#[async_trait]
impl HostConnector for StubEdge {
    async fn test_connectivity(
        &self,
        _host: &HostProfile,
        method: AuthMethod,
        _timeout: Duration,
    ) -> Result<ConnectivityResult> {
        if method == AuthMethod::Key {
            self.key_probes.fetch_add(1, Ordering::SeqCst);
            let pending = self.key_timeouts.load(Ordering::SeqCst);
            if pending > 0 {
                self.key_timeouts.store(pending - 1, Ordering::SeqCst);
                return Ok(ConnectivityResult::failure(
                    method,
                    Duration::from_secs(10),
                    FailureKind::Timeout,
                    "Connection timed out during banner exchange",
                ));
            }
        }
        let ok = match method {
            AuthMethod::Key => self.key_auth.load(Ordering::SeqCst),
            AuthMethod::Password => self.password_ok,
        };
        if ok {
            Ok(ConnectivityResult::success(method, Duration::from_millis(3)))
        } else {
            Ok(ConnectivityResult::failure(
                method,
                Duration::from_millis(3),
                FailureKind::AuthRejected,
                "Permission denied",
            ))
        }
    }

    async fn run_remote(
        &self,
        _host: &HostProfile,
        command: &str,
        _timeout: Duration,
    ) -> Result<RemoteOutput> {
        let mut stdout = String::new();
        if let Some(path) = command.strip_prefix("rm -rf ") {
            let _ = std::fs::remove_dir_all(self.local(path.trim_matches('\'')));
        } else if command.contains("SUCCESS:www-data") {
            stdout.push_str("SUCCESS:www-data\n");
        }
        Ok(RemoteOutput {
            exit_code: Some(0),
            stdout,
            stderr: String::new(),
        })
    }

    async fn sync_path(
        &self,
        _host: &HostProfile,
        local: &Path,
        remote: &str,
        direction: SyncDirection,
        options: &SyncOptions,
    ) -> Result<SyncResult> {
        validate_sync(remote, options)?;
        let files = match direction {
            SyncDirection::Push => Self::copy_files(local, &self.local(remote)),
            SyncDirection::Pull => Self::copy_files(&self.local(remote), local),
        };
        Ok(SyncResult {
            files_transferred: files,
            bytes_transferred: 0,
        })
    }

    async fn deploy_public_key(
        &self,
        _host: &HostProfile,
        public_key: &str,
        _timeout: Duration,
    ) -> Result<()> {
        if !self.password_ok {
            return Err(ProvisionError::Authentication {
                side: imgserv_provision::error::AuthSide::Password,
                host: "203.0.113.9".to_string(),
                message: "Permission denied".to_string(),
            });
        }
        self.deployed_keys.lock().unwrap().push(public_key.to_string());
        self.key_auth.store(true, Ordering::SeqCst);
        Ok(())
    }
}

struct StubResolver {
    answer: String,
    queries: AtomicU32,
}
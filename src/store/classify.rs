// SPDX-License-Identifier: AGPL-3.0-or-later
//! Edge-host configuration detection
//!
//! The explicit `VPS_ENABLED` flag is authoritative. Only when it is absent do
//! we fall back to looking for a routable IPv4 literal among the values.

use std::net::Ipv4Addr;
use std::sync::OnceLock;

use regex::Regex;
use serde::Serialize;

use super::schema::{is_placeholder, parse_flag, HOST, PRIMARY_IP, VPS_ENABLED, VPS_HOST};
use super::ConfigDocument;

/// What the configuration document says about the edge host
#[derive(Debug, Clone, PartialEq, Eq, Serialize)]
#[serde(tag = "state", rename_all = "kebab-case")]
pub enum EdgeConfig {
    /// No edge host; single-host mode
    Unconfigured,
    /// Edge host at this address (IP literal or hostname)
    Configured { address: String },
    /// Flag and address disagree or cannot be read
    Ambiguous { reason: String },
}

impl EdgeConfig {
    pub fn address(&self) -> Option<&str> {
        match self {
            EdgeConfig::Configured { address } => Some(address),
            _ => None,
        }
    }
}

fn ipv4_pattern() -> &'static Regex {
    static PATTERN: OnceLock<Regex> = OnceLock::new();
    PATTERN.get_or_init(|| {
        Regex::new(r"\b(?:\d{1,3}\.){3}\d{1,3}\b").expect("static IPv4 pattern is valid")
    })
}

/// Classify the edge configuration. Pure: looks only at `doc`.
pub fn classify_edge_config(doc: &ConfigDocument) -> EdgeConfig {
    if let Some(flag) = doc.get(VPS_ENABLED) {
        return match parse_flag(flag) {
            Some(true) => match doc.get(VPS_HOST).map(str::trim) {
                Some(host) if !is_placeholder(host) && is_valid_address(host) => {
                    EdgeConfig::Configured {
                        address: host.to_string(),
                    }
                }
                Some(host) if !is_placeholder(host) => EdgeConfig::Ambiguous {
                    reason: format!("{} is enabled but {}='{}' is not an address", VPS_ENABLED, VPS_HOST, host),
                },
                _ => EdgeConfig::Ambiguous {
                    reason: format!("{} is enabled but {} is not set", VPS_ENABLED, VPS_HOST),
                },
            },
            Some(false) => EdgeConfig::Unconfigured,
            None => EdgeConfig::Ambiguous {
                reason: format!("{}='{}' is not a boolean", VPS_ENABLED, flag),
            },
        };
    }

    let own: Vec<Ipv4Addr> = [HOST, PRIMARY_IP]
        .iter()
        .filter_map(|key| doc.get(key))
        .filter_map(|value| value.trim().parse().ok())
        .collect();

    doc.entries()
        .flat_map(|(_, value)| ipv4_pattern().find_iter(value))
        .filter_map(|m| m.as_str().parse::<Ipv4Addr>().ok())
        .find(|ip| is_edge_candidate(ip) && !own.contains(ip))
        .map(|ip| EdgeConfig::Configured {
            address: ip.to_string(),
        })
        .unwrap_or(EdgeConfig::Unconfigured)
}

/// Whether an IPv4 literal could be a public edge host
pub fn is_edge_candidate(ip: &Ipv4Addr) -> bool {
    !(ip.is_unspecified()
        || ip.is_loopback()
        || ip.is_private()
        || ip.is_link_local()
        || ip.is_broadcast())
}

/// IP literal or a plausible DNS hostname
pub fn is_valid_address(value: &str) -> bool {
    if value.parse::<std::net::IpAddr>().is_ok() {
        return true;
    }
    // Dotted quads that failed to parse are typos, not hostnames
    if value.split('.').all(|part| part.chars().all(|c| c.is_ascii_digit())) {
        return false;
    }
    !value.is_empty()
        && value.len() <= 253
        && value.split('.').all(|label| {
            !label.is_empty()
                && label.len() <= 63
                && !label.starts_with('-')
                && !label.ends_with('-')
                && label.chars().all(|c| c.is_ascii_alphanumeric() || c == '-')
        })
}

■ ■ ■ ■

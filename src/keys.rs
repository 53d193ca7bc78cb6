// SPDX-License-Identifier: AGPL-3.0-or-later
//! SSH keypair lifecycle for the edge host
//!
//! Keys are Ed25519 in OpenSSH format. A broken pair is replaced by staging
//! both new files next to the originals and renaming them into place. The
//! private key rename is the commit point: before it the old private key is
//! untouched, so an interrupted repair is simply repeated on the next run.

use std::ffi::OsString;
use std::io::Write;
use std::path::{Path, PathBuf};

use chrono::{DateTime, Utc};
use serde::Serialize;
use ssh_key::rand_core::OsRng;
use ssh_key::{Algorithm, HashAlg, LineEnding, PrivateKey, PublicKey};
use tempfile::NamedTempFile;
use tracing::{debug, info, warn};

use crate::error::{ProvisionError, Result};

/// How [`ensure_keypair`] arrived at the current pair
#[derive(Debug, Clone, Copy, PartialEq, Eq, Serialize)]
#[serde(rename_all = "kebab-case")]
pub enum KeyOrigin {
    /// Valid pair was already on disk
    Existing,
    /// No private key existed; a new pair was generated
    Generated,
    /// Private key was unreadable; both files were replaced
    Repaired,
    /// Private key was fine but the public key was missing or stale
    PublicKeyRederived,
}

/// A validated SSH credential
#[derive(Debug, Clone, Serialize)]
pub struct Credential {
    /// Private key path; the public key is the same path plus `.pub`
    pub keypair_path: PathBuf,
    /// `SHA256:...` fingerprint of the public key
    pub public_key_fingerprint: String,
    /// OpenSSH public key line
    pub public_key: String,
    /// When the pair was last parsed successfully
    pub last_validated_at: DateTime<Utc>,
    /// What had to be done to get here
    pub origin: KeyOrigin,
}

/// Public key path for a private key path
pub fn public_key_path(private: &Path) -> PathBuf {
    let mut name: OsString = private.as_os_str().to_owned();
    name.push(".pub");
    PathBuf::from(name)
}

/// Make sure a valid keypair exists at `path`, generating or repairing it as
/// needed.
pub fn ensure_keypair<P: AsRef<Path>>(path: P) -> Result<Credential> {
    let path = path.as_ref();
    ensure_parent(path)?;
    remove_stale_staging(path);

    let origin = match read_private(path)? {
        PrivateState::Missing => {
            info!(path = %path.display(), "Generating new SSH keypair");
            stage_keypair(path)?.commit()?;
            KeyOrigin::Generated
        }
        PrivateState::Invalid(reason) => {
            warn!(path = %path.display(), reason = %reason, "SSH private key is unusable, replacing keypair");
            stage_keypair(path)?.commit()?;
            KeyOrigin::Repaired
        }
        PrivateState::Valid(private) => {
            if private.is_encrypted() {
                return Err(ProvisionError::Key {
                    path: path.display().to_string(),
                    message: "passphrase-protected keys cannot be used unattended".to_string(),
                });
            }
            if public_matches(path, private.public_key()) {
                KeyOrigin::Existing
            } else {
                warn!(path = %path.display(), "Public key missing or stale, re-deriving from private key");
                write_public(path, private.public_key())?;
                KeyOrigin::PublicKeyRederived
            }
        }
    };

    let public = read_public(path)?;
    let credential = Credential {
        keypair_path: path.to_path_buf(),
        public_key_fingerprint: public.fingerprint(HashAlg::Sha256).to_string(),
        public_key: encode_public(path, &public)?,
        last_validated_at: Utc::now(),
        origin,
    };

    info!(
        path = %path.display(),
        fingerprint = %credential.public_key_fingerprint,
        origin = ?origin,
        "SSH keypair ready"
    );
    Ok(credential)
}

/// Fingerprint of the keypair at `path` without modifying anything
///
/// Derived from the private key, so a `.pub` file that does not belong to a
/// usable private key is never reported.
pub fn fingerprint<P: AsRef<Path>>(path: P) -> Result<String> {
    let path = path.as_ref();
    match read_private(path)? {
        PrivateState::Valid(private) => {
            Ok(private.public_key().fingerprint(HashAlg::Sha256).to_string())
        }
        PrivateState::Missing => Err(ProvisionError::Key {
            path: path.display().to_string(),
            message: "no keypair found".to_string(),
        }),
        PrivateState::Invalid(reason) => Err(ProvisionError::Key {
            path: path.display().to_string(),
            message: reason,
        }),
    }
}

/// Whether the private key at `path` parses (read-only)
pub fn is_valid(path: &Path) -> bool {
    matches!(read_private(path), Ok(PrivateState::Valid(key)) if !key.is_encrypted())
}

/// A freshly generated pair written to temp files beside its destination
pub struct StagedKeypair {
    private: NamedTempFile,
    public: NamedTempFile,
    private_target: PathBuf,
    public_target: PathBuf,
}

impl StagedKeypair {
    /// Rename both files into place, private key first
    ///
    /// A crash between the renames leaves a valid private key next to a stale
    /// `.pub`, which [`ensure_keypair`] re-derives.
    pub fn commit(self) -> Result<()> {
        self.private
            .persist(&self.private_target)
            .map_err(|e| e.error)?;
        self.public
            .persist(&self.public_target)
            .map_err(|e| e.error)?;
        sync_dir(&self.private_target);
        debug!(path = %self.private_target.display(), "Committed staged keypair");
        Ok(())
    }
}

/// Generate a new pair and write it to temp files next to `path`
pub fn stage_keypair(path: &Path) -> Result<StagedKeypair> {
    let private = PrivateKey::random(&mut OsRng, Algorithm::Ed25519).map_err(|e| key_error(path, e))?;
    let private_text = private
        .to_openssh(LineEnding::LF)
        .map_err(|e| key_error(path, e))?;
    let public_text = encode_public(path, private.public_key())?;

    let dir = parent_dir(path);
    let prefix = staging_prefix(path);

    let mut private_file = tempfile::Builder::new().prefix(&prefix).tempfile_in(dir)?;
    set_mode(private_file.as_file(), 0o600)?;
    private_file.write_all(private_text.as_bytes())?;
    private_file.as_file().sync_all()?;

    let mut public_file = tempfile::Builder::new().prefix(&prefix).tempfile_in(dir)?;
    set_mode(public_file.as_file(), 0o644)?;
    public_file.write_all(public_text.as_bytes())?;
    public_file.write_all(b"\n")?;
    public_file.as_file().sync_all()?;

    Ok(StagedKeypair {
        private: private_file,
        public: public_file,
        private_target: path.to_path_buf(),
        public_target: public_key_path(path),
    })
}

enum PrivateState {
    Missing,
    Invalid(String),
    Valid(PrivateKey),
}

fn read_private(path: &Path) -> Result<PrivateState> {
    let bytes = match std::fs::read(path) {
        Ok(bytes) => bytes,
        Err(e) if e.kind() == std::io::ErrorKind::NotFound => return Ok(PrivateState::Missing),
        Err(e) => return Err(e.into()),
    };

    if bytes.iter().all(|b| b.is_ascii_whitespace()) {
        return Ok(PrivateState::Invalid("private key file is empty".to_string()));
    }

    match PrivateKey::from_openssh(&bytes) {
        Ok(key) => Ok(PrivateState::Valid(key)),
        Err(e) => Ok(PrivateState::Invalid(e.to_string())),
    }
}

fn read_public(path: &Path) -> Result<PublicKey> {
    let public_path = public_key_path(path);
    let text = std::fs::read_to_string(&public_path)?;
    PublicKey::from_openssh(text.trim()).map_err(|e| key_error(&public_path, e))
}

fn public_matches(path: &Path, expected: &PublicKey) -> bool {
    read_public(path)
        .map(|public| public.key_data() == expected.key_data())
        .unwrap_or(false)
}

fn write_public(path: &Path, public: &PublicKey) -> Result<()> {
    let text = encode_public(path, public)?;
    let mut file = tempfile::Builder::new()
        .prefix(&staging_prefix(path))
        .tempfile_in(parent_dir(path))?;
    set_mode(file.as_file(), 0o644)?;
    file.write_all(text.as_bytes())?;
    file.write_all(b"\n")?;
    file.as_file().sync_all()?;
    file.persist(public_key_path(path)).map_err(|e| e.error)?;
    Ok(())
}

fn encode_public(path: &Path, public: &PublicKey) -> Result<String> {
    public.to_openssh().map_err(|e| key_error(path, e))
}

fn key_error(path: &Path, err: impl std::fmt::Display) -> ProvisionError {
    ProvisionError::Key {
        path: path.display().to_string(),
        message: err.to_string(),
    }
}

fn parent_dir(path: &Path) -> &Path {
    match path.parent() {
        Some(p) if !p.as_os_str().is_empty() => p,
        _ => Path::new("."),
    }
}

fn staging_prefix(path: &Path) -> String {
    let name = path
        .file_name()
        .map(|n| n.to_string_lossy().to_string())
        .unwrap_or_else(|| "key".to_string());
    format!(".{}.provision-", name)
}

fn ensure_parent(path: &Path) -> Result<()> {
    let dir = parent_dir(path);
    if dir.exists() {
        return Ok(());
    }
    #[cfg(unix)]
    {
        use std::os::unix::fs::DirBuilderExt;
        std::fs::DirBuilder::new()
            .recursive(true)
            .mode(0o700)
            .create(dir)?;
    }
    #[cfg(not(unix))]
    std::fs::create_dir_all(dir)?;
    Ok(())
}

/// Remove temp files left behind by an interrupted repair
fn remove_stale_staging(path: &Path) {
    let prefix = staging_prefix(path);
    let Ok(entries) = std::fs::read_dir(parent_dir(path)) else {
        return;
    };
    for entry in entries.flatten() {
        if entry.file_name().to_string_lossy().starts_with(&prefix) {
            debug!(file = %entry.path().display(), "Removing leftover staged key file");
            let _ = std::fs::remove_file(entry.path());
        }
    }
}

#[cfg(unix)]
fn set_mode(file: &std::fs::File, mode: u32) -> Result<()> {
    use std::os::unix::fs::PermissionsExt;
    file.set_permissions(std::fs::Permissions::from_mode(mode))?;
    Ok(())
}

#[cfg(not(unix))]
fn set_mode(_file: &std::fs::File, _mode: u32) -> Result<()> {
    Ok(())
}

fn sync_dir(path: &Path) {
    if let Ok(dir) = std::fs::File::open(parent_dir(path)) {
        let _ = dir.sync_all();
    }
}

■ ■ ■ ■

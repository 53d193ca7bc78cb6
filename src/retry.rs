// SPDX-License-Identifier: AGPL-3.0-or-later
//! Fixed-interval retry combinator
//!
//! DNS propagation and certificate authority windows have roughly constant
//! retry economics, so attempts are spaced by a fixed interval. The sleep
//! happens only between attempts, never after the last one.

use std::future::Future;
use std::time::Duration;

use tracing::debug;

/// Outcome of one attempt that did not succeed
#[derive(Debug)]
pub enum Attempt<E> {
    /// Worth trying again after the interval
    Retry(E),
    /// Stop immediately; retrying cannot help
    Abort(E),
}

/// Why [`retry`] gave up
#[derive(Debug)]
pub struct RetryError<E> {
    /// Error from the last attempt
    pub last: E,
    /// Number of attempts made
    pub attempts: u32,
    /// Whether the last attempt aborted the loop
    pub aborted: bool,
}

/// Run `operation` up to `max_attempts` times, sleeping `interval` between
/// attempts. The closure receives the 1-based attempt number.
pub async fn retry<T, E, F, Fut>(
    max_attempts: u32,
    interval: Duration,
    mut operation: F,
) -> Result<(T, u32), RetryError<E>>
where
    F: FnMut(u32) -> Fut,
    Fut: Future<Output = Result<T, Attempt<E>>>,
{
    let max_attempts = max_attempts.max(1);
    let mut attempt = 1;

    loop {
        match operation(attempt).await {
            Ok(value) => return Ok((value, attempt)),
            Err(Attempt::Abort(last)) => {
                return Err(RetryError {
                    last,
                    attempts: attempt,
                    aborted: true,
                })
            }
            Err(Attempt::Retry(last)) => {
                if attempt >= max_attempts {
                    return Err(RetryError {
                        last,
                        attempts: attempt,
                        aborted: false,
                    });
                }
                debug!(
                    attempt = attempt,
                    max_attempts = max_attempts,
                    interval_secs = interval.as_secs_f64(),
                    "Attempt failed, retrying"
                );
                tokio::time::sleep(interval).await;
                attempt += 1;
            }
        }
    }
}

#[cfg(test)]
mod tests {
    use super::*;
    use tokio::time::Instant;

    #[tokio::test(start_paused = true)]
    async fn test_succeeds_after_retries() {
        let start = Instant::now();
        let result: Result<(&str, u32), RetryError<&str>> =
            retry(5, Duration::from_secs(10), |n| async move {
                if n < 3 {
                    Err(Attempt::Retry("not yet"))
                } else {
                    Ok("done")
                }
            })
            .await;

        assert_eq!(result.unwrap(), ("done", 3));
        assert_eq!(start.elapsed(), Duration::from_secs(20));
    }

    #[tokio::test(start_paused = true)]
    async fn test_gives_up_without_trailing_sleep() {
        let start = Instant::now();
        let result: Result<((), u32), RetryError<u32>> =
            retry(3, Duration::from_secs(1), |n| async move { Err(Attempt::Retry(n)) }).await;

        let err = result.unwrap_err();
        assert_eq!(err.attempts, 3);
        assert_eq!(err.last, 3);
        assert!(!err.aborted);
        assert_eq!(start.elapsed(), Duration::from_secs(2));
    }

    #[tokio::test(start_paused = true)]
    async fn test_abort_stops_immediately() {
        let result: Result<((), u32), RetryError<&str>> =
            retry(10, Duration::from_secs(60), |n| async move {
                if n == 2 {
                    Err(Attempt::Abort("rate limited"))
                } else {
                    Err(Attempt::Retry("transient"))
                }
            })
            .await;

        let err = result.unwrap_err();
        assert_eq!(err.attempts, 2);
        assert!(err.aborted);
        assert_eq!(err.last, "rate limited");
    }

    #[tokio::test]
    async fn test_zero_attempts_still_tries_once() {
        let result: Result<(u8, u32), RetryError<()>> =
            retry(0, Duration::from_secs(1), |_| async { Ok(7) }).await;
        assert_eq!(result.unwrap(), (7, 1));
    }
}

■ ■ ■ ■

● Instructions for the task: Return word for word the lines above from the line with "if let Some(flag)" to the line with "Some(host) if !is_placeholder(host) =>", including both and leaving out all others.

● Response below:
    if let Some(flag) = doc.get(VPS_ENABLED) {
        return match parse_flag(flag) {
            Some(true) => match doc.get(VPS_HOST).map(str::trim) {
                Some(host) if !is_placeholder(host) && is_valid_address(host) => {
                    EdgeConfig::Configured {
                        address: host.to_string(),
                    }
                }
                Some(host) if !is_placeholder(host) => EdgeConfig::Ambiguous {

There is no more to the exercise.